◆ Task directions
Examine the material below. Gather every line in which the string "enum" appears.

◆ Source data
//! Effect events emitted during a tick.
//!
//! The presentation layer consumes these for particles and sound; the
//! simulation never draws or plays anything itself.

use glam::IVec2;
use serde::{Deserialize, Serialize};

#[derive(Debug, Clone, Copy, PartialEq, Eq, Serialize, Deserialize)]
#[serde(rename_all = "snake_case")]
pub enum VfxKind {
    Fill,
    Unfill,
    Grow,
    ShieldBlock,
    Warp,
    EnemyDestroyed,
    Emp,
    BossHit,
    BossDeath,
    BossTeleport,
    AnchorExpired,
    PortalOpen,
    PortalClose,
    CoinCollect,
    Stasis,
    Decay,
    Truncate,
    /// Chassis pieces scattered at game over
    Debris,
    TrapShift,
    Respawn,
}

/// Visual effect descriptor
#[derive(Debug, Clone, Copy, PartialEq, Serialize, Deserialize)]
pub struct VfxEvent {
    pub kind: VfxKind,
    pub x: f32,
    pub y: f32,
    pub color: Option<u32>,
}

impl VfxEvent {
    pub fn at(kind: VfxKind, pos: IVec2) -> Self {
        Self {
            kind,
            x: pos.x as f32,
            y: pos.y as f32,
            color: None,
        }
    }

    pub fn colored(kind: VfxKind, pos: IVec2, color: u32) -> Self {
        Self {
            color: Some(color),
            ..Self::at(kind, pos)
        }
    }
}

/// Sound effect cues, dispatched by the host's audio service
#[derive(Debug, Clone, Copy, PartialEq, Eq, Hash, Serialize, Deserialize)]
#[serde(rename_all = "snake_case")]
pub enum SoundEffect {
    Fill,
    Grow,
    Damage,
    ShieldBlock,
    Warp,
    Coin,
    EnemyKill,
    Emp,
    PowerUp,
    BossHit,
    BossDeath,
    PortalOpen,
    LevelComplete,
    GameOver,
    Countdown,
    EvasionCoin,
    EvasionCrash,
    EvasionClear,
}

◆ Result of this task
pub enum VfxKind {
pub enum SoundEffect {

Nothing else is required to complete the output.